PROBLEM DESCRIPTION> For the entries below, repeat exactly each line starting with the one that contains "if let Some(&id)" and going on through the one that contains "assert!(!fits_move_immediate(0x10000));", and no others.

---------- GIVEN DATA ----------

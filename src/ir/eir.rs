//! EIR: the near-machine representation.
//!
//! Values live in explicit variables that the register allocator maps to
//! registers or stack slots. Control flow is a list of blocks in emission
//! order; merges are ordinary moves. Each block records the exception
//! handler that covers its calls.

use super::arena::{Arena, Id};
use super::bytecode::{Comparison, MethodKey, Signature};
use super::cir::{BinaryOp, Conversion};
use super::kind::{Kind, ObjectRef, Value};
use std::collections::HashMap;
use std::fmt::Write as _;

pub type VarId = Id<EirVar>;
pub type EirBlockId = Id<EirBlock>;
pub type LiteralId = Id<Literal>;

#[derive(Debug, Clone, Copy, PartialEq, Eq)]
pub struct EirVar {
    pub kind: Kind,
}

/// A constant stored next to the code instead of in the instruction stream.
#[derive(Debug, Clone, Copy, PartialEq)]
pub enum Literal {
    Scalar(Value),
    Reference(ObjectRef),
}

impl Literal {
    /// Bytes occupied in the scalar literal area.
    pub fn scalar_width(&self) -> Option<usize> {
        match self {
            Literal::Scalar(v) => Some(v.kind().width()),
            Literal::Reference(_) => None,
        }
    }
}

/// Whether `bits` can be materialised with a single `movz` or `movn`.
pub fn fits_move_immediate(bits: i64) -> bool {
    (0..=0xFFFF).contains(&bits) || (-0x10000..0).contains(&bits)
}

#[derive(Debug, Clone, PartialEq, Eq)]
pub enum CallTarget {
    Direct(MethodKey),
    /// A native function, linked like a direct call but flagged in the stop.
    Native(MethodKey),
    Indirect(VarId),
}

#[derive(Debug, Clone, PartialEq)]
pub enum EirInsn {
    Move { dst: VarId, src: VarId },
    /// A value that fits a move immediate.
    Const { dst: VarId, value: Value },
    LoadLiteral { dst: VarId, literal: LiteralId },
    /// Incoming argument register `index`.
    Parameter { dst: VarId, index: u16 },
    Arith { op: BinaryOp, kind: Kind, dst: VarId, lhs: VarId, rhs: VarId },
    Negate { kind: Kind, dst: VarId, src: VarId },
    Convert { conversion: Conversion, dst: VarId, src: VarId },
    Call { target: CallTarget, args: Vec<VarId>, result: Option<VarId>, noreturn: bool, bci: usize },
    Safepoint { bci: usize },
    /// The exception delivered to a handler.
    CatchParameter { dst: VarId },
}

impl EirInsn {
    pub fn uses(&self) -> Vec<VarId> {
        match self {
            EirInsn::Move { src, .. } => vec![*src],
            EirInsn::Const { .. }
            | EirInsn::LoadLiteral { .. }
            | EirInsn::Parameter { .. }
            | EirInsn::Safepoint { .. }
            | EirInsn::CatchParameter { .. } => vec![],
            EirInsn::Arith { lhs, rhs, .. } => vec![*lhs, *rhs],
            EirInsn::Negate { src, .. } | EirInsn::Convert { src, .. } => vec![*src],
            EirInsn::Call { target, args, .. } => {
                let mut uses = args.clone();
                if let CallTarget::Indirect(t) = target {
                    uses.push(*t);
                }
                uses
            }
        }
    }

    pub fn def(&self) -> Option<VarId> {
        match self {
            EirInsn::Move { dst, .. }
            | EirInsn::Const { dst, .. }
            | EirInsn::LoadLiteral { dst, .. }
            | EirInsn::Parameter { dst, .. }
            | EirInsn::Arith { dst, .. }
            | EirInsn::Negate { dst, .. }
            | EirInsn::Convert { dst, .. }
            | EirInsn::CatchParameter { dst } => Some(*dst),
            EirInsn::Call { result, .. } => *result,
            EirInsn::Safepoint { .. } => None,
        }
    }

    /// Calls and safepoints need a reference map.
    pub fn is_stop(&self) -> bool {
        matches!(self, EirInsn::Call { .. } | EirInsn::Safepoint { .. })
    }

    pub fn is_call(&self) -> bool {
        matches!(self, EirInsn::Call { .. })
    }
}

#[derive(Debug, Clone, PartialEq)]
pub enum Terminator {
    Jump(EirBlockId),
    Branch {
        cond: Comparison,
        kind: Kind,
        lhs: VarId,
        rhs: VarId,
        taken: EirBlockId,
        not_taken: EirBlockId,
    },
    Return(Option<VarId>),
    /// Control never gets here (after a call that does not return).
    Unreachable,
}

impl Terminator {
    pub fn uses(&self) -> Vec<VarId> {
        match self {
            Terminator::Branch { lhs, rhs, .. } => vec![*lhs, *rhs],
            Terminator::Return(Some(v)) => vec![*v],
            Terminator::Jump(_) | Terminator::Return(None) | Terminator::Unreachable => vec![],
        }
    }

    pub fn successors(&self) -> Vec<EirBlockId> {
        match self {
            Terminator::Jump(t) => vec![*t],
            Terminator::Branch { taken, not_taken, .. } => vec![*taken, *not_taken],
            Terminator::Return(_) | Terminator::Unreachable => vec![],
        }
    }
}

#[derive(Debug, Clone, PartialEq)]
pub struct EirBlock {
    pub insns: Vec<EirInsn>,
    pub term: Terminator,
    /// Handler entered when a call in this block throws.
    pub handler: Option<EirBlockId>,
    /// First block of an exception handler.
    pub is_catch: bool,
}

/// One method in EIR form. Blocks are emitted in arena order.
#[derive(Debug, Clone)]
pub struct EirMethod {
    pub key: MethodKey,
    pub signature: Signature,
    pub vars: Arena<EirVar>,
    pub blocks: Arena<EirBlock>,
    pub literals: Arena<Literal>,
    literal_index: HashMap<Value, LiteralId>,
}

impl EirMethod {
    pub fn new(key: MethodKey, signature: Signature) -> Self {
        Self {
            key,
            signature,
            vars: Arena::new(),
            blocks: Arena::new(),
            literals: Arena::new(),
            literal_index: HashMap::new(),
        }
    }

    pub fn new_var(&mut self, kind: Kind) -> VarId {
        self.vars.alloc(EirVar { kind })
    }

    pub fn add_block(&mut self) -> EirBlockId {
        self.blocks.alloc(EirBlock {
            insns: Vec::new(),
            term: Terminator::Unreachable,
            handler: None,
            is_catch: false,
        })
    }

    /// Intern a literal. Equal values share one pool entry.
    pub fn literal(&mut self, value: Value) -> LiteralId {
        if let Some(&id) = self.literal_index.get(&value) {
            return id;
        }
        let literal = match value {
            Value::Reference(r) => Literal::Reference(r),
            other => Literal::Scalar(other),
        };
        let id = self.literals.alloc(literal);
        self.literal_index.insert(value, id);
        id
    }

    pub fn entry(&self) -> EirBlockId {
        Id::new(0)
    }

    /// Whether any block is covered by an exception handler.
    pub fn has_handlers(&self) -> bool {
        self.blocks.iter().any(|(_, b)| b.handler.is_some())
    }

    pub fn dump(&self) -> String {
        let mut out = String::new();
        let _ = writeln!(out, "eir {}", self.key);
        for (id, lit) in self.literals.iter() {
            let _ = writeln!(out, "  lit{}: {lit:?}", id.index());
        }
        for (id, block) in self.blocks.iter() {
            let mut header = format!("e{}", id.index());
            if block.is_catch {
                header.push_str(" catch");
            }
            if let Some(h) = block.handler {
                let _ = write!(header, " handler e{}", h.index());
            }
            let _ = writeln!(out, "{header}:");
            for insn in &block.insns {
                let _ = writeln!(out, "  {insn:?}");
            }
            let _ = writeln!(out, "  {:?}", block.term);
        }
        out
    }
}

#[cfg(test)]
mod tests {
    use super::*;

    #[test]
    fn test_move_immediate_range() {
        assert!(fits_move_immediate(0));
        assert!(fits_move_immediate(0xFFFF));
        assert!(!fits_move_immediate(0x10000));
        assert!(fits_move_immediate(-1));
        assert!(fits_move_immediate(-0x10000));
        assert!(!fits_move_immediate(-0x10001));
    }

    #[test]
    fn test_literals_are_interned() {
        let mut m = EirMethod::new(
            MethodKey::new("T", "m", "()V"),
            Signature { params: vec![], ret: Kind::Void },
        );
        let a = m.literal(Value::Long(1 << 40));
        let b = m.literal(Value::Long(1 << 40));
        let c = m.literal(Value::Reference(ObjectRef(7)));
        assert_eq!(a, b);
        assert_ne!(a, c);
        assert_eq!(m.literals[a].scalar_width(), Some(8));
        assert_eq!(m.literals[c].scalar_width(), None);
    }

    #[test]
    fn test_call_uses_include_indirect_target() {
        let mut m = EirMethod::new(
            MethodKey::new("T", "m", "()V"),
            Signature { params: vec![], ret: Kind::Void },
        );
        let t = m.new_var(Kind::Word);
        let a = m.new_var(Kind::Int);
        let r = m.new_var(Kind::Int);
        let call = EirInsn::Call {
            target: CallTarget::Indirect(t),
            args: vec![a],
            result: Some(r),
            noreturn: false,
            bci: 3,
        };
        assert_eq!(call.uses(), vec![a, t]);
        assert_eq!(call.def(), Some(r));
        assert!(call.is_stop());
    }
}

----------
---------- GIVEN DATA ----------

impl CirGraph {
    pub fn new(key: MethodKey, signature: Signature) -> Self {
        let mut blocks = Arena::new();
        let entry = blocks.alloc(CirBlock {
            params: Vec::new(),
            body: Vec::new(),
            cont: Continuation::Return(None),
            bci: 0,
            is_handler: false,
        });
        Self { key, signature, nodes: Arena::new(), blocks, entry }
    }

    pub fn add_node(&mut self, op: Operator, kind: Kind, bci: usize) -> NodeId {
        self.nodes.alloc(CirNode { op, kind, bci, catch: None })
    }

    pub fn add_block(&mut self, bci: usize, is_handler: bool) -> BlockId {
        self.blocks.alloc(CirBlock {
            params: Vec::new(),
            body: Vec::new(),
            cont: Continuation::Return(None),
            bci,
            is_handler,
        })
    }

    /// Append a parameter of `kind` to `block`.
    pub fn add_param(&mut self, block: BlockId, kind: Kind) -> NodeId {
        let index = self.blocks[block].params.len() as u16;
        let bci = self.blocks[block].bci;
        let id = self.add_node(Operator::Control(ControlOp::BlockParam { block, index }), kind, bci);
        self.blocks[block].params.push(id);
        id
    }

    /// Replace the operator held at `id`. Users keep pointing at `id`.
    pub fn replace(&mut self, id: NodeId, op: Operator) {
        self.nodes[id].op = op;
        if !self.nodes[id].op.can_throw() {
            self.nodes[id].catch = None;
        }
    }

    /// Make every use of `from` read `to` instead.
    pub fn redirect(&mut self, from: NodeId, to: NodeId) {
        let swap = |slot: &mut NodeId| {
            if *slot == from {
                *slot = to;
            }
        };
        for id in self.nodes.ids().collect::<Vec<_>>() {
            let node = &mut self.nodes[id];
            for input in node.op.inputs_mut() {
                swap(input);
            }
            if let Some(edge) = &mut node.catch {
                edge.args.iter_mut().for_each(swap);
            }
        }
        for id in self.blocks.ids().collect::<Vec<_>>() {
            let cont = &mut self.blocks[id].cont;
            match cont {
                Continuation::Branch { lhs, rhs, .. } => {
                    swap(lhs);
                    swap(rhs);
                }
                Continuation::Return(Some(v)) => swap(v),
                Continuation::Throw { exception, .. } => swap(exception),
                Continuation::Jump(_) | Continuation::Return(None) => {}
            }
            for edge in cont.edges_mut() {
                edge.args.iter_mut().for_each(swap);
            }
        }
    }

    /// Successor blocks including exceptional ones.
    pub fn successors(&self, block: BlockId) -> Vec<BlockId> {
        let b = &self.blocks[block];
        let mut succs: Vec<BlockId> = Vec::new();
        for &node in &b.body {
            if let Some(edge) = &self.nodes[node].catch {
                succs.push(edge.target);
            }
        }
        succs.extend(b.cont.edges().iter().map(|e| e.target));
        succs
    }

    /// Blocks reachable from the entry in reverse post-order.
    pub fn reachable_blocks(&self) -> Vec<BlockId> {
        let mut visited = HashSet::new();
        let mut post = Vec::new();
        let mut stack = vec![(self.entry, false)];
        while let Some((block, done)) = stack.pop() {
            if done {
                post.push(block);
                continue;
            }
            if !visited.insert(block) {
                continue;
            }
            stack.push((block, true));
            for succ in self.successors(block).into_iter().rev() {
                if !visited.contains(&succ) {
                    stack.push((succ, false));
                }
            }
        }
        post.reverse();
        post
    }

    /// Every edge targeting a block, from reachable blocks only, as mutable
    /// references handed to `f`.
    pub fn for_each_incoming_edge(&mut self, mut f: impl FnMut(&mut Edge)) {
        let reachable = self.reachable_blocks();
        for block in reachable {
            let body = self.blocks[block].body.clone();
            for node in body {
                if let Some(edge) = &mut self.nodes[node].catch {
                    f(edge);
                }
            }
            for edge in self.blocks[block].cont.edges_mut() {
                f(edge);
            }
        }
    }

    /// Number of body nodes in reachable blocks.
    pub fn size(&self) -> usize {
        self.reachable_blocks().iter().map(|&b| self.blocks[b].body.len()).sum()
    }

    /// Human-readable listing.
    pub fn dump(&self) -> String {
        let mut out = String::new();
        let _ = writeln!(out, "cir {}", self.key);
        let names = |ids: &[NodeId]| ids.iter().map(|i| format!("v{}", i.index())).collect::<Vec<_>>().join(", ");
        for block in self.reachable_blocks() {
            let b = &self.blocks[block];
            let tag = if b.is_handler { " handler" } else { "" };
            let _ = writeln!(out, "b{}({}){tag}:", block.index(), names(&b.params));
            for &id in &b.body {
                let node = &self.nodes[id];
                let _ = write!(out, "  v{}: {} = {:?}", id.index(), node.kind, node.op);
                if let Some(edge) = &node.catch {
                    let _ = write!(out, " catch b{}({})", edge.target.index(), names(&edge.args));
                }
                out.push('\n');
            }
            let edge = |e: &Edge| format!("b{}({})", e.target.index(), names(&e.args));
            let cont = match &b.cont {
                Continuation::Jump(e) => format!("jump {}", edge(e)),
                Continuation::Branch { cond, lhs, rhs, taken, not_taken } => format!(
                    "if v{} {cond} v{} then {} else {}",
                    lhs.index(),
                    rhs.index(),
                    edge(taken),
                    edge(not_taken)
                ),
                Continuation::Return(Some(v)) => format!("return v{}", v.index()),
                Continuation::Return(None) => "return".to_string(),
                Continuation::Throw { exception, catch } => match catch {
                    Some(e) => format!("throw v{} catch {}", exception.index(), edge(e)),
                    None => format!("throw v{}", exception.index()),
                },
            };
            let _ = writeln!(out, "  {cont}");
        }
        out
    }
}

----------
---------- GIVEN DATA ----------

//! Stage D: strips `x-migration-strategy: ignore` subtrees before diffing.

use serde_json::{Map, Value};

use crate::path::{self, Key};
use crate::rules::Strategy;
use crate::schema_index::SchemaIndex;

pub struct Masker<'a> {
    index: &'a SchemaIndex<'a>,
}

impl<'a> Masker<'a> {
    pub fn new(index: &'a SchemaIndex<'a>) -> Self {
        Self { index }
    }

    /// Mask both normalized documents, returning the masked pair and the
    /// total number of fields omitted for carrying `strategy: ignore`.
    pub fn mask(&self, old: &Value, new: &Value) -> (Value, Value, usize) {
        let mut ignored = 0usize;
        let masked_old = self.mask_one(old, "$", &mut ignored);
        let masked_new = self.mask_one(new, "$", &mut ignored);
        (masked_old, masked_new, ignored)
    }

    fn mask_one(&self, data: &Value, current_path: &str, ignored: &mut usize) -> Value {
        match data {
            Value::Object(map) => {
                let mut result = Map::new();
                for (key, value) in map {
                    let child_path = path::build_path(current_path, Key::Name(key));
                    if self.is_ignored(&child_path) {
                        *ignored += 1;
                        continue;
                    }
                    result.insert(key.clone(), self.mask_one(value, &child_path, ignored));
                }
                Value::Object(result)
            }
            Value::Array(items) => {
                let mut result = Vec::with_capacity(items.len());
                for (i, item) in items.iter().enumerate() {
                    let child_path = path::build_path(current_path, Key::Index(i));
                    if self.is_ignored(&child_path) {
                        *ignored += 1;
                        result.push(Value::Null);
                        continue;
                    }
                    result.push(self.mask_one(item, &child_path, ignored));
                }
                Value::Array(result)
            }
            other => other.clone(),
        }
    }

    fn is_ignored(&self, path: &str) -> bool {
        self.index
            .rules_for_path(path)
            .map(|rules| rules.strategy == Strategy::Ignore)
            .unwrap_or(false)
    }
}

----------

SOLUTION BELOW>
        if let Some(&id) = self.literal_index.get(&value) {
            return id;
        }
        let literal = match value {
            Value::Reference(r) => Literal::Reference(r),
            other => Literal::Scalar(other),
        };
        let id = self.literals.alloc(literal);
        self.literal_index.insert(value, id);
        id
    }

    pub fn entry(&self) -> EirBlockId {
        Id::new(0)
    }

    /// Whether any block is covered by an exception handler.
    pub fn has_handlers(&self) -> bool {
        self.blocks.iter().any(|(_, b)| b.handler.is_some())
    }

    pub fn dump(&self) -> String {
        let mut out = String::new();
        let _ = writeln!(out, "eir {}", self.key);
        for (id, lit) in self.literals.iter() {
            let _ = writeln!(out, "  lit{}: {lit:?}", id.index());
        }
        for (id, block) in self.blocks.iter() {
            let mut header = format!("e{}", id.index());
            if block.is_catch {
                header.push_str(" catch");
            }
            if let Some(h) = block.handler {
                let _ = write!(header, " handler e{}", h.index());
            }
            let _ = writeln!(out, "{header}:");
            for insn in &block.insns {
                let _ = writeln!(out, "  {insn:?}");
            }
            let _ = writeln!(out, "  {:?}", block.term);
        }
        out
    }
}

#[cfg(test)]
mod tests {
    use super::*;

    #[test]
    fn test_move_immediate_range() {
        assert!(fits_move_immediate(0));
        assert!(fits_move_immediate(0xFFFF));
        assert!(!fits_move_immediate(0x10000));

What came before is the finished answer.